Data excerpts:
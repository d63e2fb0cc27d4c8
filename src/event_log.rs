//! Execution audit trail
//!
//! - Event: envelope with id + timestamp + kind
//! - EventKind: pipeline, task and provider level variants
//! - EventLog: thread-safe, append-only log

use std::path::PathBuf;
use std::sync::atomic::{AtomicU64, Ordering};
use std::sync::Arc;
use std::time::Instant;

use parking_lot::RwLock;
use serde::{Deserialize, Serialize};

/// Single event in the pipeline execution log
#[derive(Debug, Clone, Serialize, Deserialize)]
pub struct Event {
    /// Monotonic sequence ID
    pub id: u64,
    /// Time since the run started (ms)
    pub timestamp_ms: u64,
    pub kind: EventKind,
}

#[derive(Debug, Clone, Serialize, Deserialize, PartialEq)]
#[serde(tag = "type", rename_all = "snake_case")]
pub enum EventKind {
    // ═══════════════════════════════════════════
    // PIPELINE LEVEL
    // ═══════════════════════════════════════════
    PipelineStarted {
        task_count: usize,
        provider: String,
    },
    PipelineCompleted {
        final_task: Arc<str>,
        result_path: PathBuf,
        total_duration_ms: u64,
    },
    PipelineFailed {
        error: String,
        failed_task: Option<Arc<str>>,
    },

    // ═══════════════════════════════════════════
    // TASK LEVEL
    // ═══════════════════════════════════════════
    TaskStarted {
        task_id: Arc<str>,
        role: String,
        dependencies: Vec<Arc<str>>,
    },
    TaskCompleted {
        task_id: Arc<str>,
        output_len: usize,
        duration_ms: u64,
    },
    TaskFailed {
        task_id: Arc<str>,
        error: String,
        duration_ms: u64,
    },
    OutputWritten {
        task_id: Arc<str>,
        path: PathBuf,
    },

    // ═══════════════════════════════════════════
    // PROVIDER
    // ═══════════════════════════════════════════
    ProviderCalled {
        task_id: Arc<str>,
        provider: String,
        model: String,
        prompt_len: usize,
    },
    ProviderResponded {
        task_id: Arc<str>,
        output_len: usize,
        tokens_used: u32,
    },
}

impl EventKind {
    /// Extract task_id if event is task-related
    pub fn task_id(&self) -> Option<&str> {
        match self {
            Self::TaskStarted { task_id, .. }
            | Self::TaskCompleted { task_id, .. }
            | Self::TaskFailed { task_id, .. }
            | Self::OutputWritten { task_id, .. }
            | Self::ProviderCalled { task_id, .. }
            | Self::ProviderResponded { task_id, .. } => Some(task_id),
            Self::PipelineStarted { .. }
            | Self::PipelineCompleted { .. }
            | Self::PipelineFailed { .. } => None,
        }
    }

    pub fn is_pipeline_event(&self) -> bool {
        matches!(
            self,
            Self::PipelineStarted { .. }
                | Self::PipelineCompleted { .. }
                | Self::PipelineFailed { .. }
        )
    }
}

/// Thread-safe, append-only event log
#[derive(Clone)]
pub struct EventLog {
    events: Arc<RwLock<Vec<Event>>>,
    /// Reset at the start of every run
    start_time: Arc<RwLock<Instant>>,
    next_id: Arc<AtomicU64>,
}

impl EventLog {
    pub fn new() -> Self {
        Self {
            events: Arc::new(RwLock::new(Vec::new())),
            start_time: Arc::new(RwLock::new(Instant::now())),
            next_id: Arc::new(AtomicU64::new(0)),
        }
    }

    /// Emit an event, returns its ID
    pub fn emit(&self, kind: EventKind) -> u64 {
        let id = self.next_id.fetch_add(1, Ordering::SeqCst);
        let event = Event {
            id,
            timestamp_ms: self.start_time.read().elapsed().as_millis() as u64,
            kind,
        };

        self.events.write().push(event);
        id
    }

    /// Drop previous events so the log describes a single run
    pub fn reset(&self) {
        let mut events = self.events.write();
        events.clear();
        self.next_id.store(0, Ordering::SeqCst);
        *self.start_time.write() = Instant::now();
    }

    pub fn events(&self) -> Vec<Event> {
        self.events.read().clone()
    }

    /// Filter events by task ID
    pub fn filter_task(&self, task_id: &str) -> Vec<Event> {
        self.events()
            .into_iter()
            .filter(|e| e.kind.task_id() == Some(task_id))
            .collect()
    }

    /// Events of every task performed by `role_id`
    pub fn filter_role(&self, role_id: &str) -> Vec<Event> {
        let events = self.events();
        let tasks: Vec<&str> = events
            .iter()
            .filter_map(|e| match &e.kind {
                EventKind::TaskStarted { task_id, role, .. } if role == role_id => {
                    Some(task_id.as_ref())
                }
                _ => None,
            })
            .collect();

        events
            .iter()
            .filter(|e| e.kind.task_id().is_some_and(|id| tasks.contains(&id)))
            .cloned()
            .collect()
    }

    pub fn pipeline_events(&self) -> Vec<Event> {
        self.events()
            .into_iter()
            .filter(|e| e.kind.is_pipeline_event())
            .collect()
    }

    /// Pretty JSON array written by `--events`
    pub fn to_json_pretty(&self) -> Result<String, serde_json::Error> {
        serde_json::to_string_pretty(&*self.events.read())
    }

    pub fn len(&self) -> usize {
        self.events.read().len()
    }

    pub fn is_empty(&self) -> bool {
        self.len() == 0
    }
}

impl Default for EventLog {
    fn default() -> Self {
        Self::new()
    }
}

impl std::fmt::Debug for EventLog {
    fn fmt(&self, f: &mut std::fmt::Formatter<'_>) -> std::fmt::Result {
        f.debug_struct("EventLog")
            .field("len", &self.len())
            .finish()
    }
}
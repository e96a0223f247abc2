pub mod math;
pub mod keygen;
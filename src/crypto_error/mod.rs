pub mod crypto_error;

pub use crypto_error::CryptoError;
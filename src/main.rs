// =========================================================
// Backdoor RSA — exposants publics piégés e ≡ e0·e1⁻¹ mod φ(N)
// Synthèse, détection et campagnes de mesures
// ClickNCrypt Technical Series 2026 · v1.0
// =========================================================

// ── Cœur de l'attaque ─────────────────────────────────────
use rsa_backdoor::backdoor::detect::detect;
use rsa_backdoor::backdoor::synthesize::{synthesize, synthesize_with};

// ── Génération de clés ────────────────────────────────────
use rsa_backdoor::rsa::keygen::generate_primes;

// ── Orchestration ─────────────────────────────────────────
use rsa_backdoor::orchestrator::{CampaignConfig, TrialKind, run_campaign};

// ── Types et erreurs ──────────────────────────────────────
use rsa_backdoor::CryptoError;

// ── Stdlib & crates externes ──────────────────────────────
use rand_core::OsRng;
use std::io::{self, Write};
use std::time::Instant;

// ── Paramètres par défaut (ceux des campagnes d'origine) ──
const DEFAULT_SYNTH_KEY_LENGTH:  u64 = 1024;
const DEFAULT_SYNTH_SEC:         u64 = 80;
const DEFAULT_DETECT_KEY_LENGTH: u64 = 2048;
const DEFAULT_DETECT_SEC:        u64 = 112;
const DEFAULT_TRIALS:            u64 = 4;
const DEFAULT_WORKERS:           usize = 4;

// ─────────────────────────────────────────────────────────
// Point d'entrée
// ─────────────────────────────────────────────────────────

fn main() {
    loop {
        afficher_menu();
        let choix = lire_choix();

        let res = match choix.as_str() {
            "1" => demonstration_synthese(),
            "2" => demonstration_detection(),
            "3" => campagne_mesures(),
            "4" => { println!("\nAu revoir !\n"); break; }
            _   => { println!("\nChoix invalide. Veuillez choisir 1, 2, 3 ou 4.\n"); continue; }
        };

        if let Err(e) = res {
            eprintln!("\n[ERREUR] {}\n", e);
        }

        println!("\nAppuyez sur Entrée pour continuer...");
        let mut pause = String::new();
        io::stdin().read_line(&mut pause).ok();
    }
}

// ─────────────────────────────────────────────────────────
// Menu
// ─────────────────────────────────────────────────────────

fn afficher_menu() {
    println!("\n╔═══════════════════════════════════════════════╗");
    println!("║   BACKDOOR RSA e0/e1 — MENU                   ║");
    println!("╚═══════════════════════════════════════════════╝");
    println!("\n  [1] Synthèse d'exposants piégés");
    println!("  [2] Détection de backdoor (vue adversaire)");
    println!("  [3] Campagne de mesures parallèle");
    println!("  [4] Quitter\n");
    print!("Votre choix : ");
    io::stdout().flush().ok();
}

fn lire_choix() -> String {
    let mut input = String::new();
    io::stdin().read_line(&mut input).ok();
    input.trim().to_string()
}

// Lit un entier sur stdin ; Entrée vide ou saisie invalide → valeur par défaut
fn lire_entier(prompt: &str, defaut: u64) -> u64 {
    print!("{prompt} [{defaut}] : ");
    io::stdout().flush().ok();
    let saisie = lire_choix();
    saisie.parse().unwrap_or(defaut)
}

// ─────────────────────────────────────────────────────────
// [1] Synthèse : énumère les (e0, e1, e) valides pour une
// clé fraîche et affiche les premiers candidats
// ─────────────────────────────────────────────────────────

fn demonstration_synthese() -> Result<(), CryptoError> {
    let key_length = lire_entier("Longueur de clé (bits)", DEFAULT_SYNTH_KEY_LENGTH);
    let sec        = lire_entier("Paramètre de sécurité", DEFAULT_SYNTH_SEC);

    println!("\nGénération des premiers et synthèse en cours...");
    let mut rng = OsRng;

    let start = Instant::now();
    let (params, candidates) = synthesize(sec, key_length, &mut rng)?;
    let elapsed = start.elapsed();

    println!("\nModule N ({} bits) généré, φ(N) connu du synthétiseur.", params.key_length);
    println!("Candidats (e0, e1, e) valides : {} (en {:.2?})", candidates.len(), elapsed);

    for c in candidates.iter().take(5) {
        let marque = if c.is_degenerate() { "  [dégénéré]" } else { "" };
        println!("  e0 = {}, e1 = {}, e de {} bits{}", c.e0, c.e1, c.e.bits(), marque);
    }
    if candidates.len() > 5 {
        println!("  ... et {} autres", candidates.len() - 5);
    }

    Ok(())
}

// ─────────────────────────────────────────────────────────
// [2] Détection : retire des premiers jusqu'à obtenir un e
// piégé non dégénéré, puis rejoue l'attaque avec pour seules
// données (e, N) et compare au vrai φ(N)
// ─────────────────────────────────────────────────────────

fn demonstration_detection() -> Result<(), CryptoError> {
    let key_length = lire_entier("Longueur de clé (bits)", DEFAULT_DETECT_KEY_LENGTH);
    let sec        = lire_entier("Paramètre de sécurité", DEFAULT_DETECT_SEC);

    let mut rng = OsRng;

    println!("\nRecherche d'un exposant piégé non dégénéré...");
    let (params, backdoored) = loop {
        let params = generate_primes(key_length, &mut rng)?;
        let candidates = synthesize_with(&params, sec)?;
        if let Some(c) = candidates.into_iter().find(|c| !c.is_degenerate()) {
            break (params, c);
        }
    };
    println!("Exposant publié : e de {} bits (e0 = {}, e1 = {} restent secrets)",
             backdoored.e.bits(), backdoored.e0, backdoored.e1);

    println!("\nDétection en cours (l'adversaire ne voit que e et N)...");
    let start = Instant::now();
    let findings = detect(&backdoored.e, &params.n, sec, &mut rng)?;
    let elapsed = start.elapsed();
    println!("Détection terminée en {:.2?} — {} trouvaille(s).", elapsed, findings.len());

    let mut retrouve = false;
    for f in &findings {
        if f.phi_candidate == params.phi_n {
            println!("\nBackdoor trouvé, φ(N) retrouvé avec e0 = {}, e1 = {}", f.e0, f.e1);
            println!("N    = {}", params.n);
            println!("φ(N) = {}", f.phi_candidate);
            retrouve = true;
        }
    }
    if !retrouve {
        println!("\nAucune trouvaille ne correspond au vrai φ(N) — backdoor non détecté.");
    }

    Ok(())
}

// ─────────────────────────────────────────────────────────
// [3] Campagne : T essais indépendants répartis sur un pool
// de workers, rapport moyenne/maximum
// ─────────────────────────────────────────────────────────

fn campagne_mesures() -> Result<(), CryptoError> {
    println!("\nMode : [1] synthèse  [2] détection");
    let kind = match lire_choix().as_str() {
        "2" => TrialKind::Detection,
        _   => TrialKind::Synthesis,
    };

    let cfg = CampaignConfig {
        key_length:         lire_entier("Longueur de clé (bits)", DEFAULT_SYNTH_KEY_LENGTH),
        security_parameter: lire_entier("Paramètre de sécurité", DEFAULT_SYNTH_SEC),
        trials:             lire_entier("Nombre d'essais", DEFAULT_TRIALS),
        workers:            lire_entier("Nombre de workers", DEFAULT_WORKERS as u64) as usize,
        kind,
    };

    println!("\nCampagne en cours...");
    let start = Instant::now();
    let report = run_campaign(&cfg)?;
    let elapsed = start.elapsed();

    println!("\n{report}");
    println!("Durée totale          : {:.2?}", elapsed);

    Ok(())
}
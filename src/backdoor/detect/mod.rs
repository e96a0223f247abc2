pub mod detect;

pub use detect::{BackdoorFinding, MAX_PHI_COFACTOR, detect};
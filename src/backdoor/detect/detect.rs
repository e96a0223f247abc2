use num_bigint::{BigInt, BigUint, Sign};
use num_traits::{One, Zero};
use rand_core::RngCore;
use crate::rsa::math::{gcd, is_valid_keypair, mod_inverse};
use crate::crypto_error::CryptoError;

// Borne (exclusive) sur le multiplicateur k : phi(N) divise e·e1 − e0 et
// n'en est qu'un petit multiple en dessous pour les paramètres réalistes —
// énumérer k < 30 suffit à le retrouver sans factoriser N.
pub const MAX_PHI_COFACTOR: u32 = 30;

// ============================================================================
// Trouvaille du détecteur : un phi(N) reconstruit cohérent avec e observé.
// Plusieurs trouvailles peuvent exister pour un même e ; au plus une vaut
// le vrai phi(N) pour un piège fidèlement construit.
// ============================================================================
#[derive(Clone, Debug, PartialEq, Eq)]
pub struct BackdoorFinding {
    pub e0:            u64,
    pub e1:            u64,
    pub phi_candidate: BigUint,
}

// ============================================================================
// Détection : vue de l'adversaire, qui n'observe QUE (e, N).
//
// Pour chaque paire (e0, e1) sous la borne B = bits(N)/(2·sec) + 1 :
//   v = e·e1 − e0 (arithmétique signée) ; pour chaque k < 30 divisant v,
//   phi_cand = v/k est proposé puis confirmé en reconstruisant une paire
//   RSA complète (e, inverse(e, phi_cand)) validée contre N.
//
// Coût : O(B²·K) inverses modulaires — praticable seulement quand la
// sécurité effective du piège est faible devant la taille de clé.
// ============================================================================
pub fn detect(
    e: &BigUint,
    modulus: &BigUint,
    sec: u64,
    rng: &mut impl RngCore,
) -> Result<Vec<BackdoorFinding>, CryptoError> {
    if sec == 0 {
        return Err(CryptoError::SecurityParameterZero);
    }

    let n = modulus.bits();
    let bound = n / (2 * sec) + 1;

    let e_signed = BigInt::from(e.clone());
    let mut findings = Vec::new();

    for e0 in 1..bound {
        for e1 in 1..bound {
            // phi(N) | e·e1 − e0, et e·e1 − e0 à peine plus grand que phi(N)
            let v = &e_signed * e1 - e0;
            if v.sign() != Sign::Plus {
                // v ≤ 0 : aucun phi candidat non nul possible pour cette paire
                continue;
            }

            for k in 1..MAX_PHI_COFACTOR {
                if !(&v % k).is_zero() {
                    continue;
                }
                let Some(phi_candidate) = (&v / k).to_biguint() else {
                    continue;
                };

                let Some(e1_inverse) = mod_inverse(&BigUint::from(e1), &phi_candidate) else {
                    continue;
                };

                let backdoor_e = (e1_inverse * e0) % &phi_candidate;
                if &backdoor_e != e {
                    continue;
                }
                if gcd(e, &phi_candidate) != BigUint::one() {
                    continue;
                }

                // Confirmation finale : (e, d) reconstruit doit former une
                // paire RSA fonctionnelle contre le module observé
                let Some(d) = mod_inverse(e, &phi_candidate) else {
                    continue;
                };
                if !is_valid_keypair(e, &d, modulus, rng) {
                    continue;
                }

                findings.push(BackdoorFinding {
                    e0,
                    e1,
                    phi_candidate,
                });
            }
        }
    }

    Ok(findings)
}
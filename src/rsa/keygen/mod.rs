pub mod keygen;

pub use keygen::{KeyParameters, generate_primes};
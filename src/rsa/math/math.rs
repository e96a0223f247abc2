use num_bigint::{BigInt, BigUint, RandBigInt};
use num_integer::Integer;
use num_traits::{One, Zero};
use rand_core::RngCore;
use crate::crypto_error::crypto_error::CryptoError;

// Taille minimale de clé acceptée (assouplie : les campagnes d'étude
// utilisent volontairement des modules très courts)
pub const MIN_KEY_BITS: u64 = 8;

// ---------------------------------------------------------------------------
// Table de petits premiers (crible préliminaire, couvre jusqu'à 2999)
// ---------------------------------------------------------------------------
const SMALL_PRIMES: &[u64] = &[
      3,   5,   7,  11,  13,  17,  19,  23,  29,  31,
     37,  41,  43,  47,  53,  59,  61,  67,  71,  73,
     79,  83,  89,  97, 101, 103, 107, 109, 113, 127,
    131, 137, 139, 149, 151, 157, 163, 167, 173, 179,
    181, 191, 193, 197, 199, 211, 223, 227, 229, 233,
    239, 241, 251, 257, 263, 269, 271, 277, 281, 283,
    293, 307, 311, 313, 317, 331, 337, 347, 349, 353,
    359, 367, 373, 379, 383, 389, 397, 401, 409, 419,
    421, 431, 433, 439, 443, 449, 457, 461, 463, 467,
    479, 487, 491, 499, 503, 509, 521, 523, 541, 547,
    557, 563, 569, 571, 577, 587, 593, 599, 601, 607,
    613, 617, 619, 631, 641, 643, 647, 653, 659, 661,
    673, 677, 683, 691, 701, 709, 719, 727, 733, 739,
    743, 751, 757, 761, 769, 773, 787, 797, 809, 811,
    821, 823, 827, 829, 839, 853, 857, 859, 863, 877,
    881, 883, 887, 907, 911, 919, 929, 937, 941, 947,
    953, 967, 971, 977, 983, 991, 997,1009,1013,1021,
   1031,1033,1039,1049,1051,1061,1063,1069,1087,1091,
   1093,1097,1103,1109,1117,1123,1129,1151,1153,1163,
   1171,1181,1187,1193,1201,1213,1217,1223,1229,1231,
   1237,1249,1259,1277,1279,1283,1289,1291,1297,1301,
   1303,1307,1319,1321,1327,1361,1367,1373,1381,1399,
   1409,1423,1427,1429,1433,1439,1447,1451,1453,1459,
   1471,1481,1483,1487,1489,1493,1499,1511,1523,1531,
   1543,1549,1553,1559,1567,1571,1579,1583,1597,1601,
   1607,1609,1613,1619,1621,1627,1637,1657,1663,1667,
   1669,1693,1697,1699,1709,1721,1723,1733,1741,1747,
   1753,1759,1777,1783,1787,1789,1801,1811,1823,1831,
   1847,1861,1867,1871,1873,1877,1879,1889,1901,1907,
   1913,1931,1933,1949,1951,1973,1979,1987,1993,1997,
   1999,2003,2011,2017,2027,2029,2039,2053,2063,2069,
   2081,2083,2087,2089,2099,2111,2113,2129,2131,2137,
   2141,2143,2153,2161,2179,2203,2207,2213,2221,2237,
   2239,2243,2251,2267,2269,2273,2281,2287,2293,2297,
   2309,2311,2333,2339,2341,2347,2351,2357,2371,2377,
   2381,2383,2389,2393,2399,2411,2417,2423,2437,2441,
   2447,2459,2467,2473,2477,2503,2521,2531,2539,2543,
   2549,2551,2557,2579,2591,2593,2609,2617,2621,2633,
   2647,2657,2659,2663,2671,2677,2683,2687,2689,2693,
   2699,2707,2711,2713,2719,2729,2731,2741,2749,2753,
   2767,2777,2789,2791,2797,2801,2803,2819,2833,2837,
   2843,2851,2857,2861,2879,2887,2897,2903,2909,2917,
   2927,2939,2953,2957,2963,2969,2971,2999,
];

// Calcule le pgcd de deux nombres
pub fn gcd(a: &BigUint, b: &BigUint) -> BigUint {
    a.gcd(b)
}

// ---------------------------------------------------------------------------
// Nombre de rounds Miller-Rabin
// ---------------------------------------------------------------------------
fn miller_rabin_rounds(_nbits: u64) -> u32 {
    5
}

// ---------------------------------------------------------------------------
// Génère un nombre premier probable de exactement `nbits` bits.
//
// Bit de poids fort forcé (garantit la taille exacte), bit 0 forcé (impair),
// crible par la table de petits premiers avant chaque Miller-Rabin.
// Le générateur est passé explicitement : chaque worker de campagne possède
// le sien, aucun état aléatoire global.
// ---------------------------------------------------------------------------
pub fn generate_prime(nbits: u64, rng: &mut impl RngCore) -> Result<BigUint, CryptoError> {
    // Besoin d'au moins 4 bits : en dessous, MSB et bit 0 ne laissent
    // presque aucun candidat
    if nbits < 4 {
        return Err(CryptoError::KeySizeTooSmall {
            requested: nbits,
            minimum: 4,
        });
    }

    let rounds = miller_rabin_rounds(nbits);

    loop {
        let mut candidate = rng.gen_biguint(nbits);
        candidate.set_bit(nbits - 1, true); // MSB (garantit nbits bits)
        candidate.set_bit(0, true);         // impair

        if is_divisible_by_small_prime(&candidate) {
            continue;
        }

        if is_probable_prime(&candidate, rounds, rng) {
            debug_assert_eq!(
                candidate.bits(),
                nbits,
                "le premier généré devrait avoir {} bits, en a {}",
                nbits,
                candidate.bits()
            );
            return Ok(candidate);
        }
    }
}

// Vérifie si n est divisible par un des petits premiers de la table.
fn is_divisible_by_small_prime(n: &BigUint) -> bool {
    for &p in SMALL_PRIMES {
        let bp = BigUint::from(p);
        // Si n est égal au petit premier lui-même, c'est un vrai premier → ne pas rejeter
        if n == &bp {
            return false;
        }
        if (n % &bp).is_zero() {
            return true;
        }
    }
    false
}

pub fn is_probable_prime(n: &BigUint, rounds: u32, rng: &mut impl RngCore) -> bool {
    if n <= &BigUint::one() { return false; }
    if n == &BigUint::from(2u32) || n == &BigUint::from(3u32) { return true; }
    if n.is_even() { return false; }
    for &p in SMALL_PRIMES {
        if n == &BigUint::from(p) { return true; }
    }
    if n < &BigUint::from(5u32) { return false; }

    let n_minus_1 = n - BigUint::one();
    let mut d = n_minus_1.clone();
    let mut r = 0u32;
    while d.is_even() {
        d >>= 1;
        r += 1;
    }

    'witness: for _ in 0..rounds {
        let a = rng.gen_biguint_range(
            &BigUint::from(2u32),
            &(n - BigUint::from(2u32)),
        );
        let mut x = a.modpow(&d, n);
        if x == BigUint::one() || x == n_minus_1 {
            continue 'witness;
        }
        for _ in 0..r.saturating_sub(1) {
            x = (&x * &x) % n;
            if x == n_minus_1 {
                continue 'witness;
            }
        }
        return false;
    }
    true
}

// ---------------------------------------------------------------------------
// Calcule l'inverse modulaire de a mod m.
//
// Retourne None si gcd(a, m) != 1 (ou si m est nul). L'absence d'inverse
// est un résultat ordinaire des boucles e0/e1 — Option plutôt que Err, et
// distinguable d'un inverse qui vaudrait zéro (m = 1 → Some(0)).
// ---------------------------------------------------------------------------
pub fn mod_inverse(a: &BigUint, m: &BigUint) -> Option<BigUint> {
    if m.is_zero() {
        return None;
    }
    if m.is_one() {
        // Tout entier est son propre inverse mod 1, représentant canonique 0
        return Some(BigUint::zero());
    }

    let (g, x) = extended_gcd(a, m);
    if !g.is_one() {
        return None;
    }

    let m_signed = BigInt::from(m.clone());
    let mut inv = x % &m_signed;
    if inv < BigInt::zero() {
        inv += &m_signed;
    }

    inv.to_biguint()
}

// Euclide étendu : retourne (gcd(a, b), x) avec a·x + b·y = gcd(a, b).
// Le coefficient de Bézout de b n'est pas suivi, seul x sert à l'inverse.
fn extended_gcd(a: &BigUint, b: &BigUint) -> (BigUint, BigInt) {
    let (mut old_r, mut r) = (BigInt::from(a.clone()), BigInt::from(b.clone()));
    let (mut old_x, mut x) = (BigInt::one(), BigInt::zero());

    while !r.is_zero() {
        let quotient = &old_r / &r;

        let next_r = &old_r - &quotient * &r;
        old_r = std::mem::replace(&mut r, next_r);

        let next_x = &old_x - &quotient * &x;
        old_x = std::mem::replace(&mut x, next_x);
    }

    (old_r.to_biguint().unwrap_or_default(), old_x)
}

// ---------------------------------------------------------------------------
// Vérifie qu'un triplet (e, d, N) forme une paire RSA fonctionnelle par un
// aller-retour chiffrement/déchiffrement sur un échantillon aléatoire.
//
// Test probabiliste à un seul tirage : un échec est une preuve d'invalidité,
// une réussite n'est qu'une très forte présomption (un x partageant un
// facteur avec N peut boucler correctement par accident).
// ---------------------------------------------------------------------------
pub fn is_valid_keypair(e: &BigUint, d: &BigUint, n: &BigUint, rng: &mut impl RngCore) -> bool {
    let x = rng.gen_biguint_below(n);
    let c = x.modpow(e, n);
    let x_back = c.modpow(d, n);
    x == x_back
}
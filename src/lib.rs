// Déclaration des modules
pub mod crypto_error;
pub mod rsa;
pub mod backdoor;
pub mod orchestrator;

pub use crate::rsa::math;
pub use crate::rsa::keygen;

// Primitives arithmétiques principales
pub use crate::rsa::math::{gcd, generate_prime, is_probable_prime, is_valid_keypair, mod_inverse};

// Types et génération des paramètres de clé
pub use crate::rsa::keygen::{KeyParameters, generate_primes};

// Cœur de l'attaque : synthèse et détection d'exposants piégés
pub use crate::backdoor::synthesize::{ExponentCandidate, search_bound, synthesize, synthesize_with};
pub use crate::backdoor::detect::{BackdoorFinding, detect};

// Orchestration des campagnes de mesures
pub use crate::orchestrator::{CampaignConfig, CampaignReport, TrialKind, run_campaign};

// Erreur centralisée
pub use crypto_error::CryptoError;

■ **Exercise**: Match on "Cœur" and report each line of the data above that has it.

■ **Solution to the problem**:
// ── Cœur de l'attaque ─────────────────────────────────────
// Cœur de l'attaque : synthèse et détection d'exposants piégés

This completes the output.